Question

The first term of an A.P. is 6 and the common difference is 5. Find the A.P. and its general term.

Answer 1

Hint- In this question, we just have to find out the successive terms using the first term and the common difference and thus we can also write the general term on the basis of the pattern so found.
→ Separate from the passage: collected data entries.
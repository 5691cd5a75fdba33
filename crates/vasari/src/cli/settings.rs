//! Layered configuration: defaults, then the TOML file, then flags.

use crate::cli::{Args, Backend};
use derive_getters::Getters;
use serde::Deserialize;
use std::path::{Path, PathBuf};
use tracing::{debug, info, instrument};
use vasari_core::GenerationConfig;
use vasari_error::{ConfigError, StorageError, StorageErrorKind, VasariResult};
use vasari_models::DeviceKind;
use vasari_template::RolePolicy;

/// Model used when neither flags nor the config file name one.
pub const DEFAULT_MODEL_PATH: &str = "lmsys/vicuna-7b-v1.5";

/// Server used when neither flags, environment nor the config file name one.
pub const DEFAULT_SERVER_URL: &str = "http://localhost:8080";

/// Sampling table of the config file. Every key is optional.
#[derive(Debug, Clone, Default, PartialEq, Deserialize)]
#[serde(default, deny_unknown_fields)]
pub struct GenerationSection {
    pub temperature: Option<f32>,
    pub repetition_penalty: Option<f32>,
    pub max_new_tokens: Option<usize>,
    pub top_p: Option<f32>,
    pub max_prompt_tokens: Option<usize>,
    pub seed: Option<u64>,
}

/// Model table of the config file. Every key is optional.
#[derive(Debug, Clone, Default, PartialEq, Deserialize)]
#[serde(default, deny_unknown_fields)]
pub struct ModelSection {
    pub model_path: Option<String>,
    pub revision: Option<String>,
    pub device: Option<DeviceKind>,
    pub backend: Option<Backend>,
    pub server_url: Option<String>,
    pub tokenizer: Option<PathBuf>,
    pub conv_template: Option<String>,
    pub honor_roles: Option<bool>,
    pub repeat_last_n: Option<usize>,
}

/// Contents of a `--config` TOML file.
///
/// ```toml
/// [generation]
/// temperature = 0.2
///
/// [model]
/// backend = "tgi"
/// server_url = "http://gpu-box:8080"
/// ```
#[derive(Debug, Clone, Default, PartialEq, Deserialize)]
#[serde(default, deny_unknown_fields)]
pub struct FileConfig {
    pub generation: GenerationSection,
    pub model: ModelSection,
    pub input_path: Option<PathBuf>,
    pub output_path: Option<PathBuf>,
}

impl FileConfig {
    /// Reads and parses a TOML config file.
    ///
    /// # Errors
    ///
    /// Returns a storage error if the file cannot be read and a config error
    /// if it is not valid TOML for this schema.
    pub fn from_file(path: impl AsRef<Path>) -> VasariResult<Self> {
        let path = path.as_ref();
        let contents = std::fs::read_to_string(path)
            .map_err(|e| StorageError::new(StorageErrorKind::from_read(path, &e)))?;
        Self::parse(&contents)
            .map_err(|e| ConfigError::new(format!("{}: {}", path.display(), e)).into())
    }

    /// Parses TOML text.
    pub fn parse(contents: &str) -> Result<Self, toml::de::Error> {
        toml::from_str(contents)
    }
}

/// Fully resolved settings for one run.
#[derive(Debug, Clone, PartialEq, Getters)]
pub struct Settings {
    /// Model directory or hub id
    model_path: String,
    /// Hub revision
    revision: String,
    /// Device for in-process inference
    device: DeviceKind,
    /// Generation backend
    backend: Backend,
    /// TGI base URL
    server_url: String,
    /// Explicit tokenizer file
    tokenizer: Option<PathBuf>,
    /// Explicit template name
    conv_template: Option<String>,
    /// How input roles are used
    role_policy: RolePolicy,
    /// Repetition penalty window for in-process decoding
    repeat_last_n: Option<usize>,
    /// Sampling parameters, already adjusted for the model
    generation: GenerationConfig,
    /// Dialogs to read
    input_path: PathBuf,
    /// Where results are written
    output_path: PathBuf,
}

impl Settings {
    /// Resolves settings from flags, reading `--config` if given.
    ///
    /// # Errors
    ///
    /// Fails if the config file is unreadable, a path is missing, or the
    /// sampling parameters are out of range.
    #[instrument(skip_all, fields(config = ?args.config))]
    pub fn resolve(args: &Args) -> VasariResult<Self> {
        let file = match &args.config {
            Some(path) => {
                info!(path = %path.display(), "Loading config file");
                FileConfig::from_file(path)?
            }
            None => FileConfig::default(),
        };
        Self::merge(args, file)
    }

    /// Layers `args` over `file` over built-in defaults.
    pub fn merge(args: &Args, file: FileConfig) -> VasariResult<Self> {
        let FileConfig {
            generation: gen_file,
            model,
            input_path,
            output_path,
        } = file;

        let model_path = args
            .model_path
            .clone()
            .or(model.model_path)
            .unwrap_or_else(|| DEFAULT_MODEL_PATH.to_string());

        let mut builder = GenerationConfig::builder();
        if let Some(v) = args.temperature.or(gen_file.temperature) {
            builder.temperature(v);
        }
        if let Some(v) = args.repetition_penalty.or(gen_file.repetition_penalty) {
            builder.repetition_penalty(v);
        }
        if let Some(v) = args.max_new_tokens.or(gen_file.max_new_tokens) {
            builder.max_new_tokens(v);
        }
        if let Some(v) = args.top_p.or(gen_file.top_p) {
            builder.top_p(v);
        }
        if let Some(v) = args.max_prompt_tokens.or(gen_file.max_prompt_tokens) {
            builder.max_prompt_tokens(v);
        }
        if let Some(v) = args.seed.or(gen_file.seed) {
            builder.seed(v);
        }
        let generation = builder
            .build()
            .map_err(|e| ConfigError::new(format!("Invalid generation settings: {}", e)))?
            .adjusted_for_model(&model_path);
        generation.check()?;

        let input_path = args
            .input_path
            .clone()
            .or(input_path)
            .ok_or_else(|| ConfigError::new("No input file given (--input_path)"))?;
        let output_path = args
            .output_path
            .clone()
            .or(output_path)
            .ok_or_else(|| ConfigError::new("No output file given (--output_path)"))?;

        let role_policy = if args.honor_roles || model.honor_roles.unwrap_or(false) {
            RolePolicy::FromInput
        } else {
            RolePolicy::Alternate
        };

        let settings = Self {
            model_path,
            revision: args
                .revision
                .clone()
                .or(model.revision)
                .unwrap_or_else(|| "main".to_string()),
            device: args.device.or(model.device).unwrap_or_default(),
            backend: args.backend.or(model.backend).unwrap_or_default(),
            server_url: args
                .server_url
                .clone()
                .or(model.server_url)
                .unwrap_or_else(|| DEFAULT_SERVER_URL.to_string()),
            tokenizer: args.tokenizer.clone().or(model.tokenizer),
            conv_template: args.conv_template.clone().or(model.conv_template),
            role_policy,
            repeat_last_n: model.repeat_last_n,
            generation,
            input_path,
            output_path,
        };
        debug!(?settings, "Settings resolved");
        Ok(settings)
    }
}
Complete step-by-step solution -
Here first term, a=6 and the common difference, d=5.
Now let’s find out all the other terms.
Since in an A.P. every two consecutive terms have the same common difference.
So, ${a_2} - a = d$, where ${a_2}$ is the second term.
On substituting the value of a and d as 6 and 5 respectively in the equation we have, ${a_2} - 6 = 5$.
So, now ${a_2} = 11$ and in a generalized way we can say that ${a_2} = a + d$.
Follow the same pattern for the ${a_3}$ such that ${a_3} - {a_2} = d$ and on substituting the generalized value of \[{a_2}\] here we get ${a_3} = a + 2d$ and on substituting the values of a and d given, ${a_3} = 6 + 2 \times 5$,
${a_3} = 16$
Again, follow the same pattern for the ${a_4}$ such that ${a_4} - {a_3} = d$ and on substituting the generalized value of \[{a_3}\] here we get ${a_4} = a + 3d$ and on substituting the values of a and d given, ${a_4} = 6 + 3 \times 5$,
${a_4} = 21$
Thus, the given A.P. is 6, 11, 16, 21, ………….
Now on considering the pattern of the terms in a generalized way like for example, for the third term the formula is ${a_3} = a + 2d$and for the fourth term the formula is ${a_4} = a + 3d$. We get to know that for the nth term the formula will be equal to ${a_n} = a + \left( {n - 1} \right)d$ which is our required general term.

Note- For such questions just find the patterns according to the consecutive differences among the terms and use the pattern to obtain the required A.P. and also generalize the nth term on the basis of that and also we can check whether the required A.P. is right or not by substituting the values given in the nth term equation.